Bordetella pertussis Commits Human Dendritic Cells to Promote a Th1/Th17 Response through the Activity of Adenylate Cyclase Toxin and MAPK-Pathways (original) (raw)
Figure 4
Analysis of MyD88 -dependent pathway induction.
A MDDC were either untreated or treated with BpWT or BpCyaA−. Phosphorylation of p38, ERK1/2, SAP/JNK and IκB-α was determined at the indicated time-points by Western blot. A single gel was run and blotted to detect phosphorylated proteins and β tubulin to normalize the results. Data are from one representative out of four independent experiments performed with MDDC obtained from different donors. B MDDC were treated as in panel A, either in the absence or presence of p38 inhibitor (SB203580), ERK1/2 inhibitor (PD98059) or PI3K inhibitor (LY294002) for 48 h. Results of seven independent experiments performed with MDDC obtained from different donors are expressed as the percent of change of maturation markers (CD80, CD83, CD38) with respect to the corresponding stimulus in the absence of inhibitors. Mean ± SE of marker expression in MDDC not treated with inhibitors was for BpWT: CD80 (MFI) = 48±6; CD83 (%) = 23±6; CD38 (MFI) = 18±4; for BpCyaA−: CD80 (MFI) = 72±11; CD83 (%) = 36±7; CD38 (MFI) = 46±5. * p<0.05 vs control, calculated from the raw data.

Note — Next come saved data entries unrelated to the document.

//! Dialect-specific rendering through a configured engine.

#[cfg(test)]
mod tests {
    use chrono::NaiveDate;
    use twowaysql_core::{DialectKind, EngineConfig, NullPolicy};
    use twowaysql_model::ParameterObject;
    use twowaysql_template::TemplateError;

    use crate::engine_with;

    fn config(dialect: DialectKind) -> EngineConfig {
        EngineConfig {
            dialect,
            ..EngineConfig::default()
        }
    }

    #[test]
    fn test_should_number_placeholders_for_postgres() {
        let engine = engine_with(config(DialectKind::Postgres));
        let pmb = ParameterObject::new("Pmb")
            .with("id", 1)
            .with("codes", vec!["a", "b"]);
        let bound = engine
            .render("ID = /*pmb.id*/0 and CODE in /*pmb.codes*/('x')", &pmb)
            .unwrap();
        assert_eq!(bound.sql, "ID = $1 and CODE in ($2, $3)");
        assert_eq!(bound.bound_values.len(), 3);
    }

    #[test]
    fn test_should_embed_dates_with_dialect_literals() {
        let day = NaiveDate::from_ymd_opt(2024, 3, 1).unwrap();
        let pmb = ParameterObject::new("Pmb").with("day", day);
        let template = "D >= /*$pmb.day*/0";

        let standard = engine_with(config(DialectKind::Standard));
        assert_eq!(standard.render(template, &pmb).unwrap().sql, "D >= '2024-03-01'");

        let postgres = engine_with(config(DialectKind::Postgres));
        assert_eq!(
            postgres.render(template, &pmb).unwrap().sql,
            "D >= DATE '2024-03-01'"
        );
    }

    #[test]
    fn test_should_enforce_configured_in_clause_limit() {
        let engine = engine_with(EngineConfig {
            dialect: DialectKind::Oracle,
            in_clause_max_size: Some(2),
            ..EngineConfig::default()
        });
        let pmb = ParameterObject::new("Pmb").with("ids", vec![1, 2, 3]);
        match engine.render("ID in /*pmb.ids*/(0)", &pmb) {
            Err(TemplateError::InScopeLimitExceeded { path, size, max }) => {
                assert_eq!(path, "pmb.ids");
                assert_eq!(size, 3);
                assert_eq!(max, 2);
            }
            other => panic!("expected InScopeLimitExceeded, got {other:?}"),
        }
    }

    #[test]
    fn test_should_reject_null_bind_under_reject_policy() {
        let engine = engine_with(EngineConfig {
            null_policy: NullPolicy::Reject,
            ..EngineConfig::default()
        });
        let pmb = ParameterObject::new("Pmb").with("x", Option::<i64>::None);
        assert!(matches!(
            engine.render("X = /*pmb.x*/1", &pmb),
            Err(TemplateError::NullBind { path }) if path == "pmb.x"
        ));
    }
}
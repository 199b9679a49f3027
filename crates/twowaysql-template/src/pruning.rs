//! Clause pruning for `BEGIN` scopes.
//!
//! A scope is dropped when it renders nothing but whitespace or a lone clause
//! keyword. When it starts with a keyword directly followed by a dangling
//! `and`/`or` (the first condition was skipped), that connector is removed.

/// Words that introduce a clause or join conditions.
const CLAUSE_KEYWORDS: [&str; 6] = ["where", "and", "or", "having", "on", "set"];

fn is_clause_keyword(word: &str) -> bool {
    CLAUSE_KEYWORDS
        .iter()
        .any(|k| k.eq_ignore_ascii_case(word))
}

fn is_connector(word: &str) -> bool {
    word.eq_ignore_ascii_case("and") || word.eq_ignore_ascii_case("or")
}

/// Split off the leading word; a word ends at whitespace or `(`.
fn split_word(text: &str) -> (&str, &str) {
    let end = text
        .find(|c: char| c.is_whitespace() || c == '(')
        .unwrap_or(text.len());
    text.split_at(end)
}

/// Decide what a `BEGIN` scope contributes: `None` to discard it, otherwise
/// the text to emit.
#[must_use]
pub fn prune(rendered: &str) -> Option<String> {
    let body = rendered.trim_start();
    let lead = &rendered[..rendered.len() - body.len()];
    let (first, after_first) = split_word(body);
    if first.is_empty() && after_first.trim().is_empty() {
        return None;
    }
    if !is_clause_keyword(first) {
        return Some(rendered.to_owned());
    }

    let rest = after_first.trim_start();
    if rest.trim_end().is_empty() {
        return None;
    }
    let gap = &after_first[..after_first.len() - rest.len()];
    let gap = if gap.contains('\n') { gap } else { " " };
    let (second, after_second) = split_word(rest);
    if !is_connector(second) {
        return Some(rendered.to_owned());
    }

    let remaining = after_second.trim_start();
    if remaining.trim_end().is_empty() {
        return None;
    }
    Some(format!("{lead}{first}{gap}{remaining}"))
}
//! Error types for template parsing and evaluation.

use crate::expression::ExpressionError;

/// A malformed template. Deterministic for a given text, so it is cached
/// alongside successfully parsed trees and never retried.
#[derive(Debug, Clone, PartialEq, Eq, thiserror::Error)]
pub enum ParseError {
    /// A `/*` with no matching `*/`.
    #[error("unclosed directive comment starting at offset {offset}")]
    UnclosedDirective {
        /// Byte offset of the opener.
        offset: usize,
    },
    /// A parenthesized test value whose `(` is never closed before the next
    /// comment or end of input.
    #[error("unbalanced parenthesized test value at offset {offset}")]
    UnbalancedTestValue {
        /// Byte offset of the `(`.
        offset: usize,
    },
    /// An `END` without an open block, or a block left open at end of input.
    #[error("unmatched {directive} directive at offset {offset}")]
    UnmatchedOpenClose {
        /// The directive text (`END`, `IF pmb.x != null`, ...).
        directive: String,
        /// Byte offset of the directive.
        offset: usize,
    },
    /// A directive payload that is not a valid expression or path.
    #[error("invalid expression '{source_text}' at offset {offset}: {message}")]
    InvalidExpression {
        /// The offending payload.
        source_text: String,
        /// Byte offset of the directive.
        offset: usize,
        /// Explanation.
        message: String,
    },
    /// `NEXT`, `FIRST` or `LAST` used outside a `FOR` block.
    #[error("{directive} directive at offset {offset} is not inside a FOR loop")]
    LoopDirectiveOutsideFor {
        /// The directive keyword.
        directive: String,
        /// Byte offset of the directive.
        offset: usize,
    },
}

/// Errors raised while evaluating a parsed template against parameters.
#[derive(Debug, thiserror::Error)]
pub enum TemplateError {
    /// The template (or a dynamically bound fragment) failed to parse.
    #[error(transparent)]
    Parse(#[from] ParseError),

    /// An expression could not be evaluated.
    #[error(transparent)]
    Expression(#[from] ExpressionError),

    /// A null-disallowed bind directive received null.
    #[error("bind variable {path} resolved to null")]
    NullBind {
        /// Expression path of the directive.
        path: String,
    },

    /// An in-clause directive received a non-list value.
    #[error("in-clause variable {path} must be a list but was {type_name}")]
    InScopeType {
        /// Expression path of the directive.
        path: String,
        /// Type of the value received.
        type_name: String,
    },

    /// A list value reached a directive that is not an in-clause context.
    #[error("variable {path} is a list but its directive is not followed by an in-clause test value")]
    ListOutsideInScope {
        /// Expression path of the directive.
        path: String,
    },

    /// An in-clause list is longer than the dialect allows.
    #[error("in-clause variable {path} has {size} elements, exceeding the limit of {max}")]
    InScopeLimitExceeded {
        /// Expression path of the directive.
        path: String,
        /// Number of elements received.
        size: usize,
        /// Dialect limit.
        max: usize,
    },

    /// A `FOR` directive over a value that is not a list.
    #[error("FOR variable {path} must be a list but was {type_name}")]
    LoopNotList {
        /// Expression path of the directive.
        path: String,
        /// Type of the value received.
        type_name: String,
    },

    /// Embedded values that keep expanding into further directives.
    #[error("dynamic binding through {path} nested deeper than {max} levels")]
    DynamicBindingTooDeep {
        /// Expression path of the directive.
        path: String,
        /// Depth limit.
        max: usize,
    },
}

C MDDC were treated as in panels A and B. Results of ten (IL-12p70), eight (IL-23 and IL-10) and 5 (IL-1β) independent experiments performed with MDDC obtained from different donors, measured by ELISA, are expressed as the percent of change of cytokines with respect to the corresponding stimulus in the absence of inhibitors. Mean ± SE of cytokine production (pg/ml) in MDDC not treated with inhibitors was for BpWT: IL-12p70 = 0±0; IL-23 = 310±70; IL-1β = 330±85; IL-10 = 2034±605; for BpCyaA−: IL-12p70 = 374±43; IL-23 = 672±140; IL-1β = 600±87; IL-10 = 2477±593. * p<0.05 vs control, calculated from the raw data.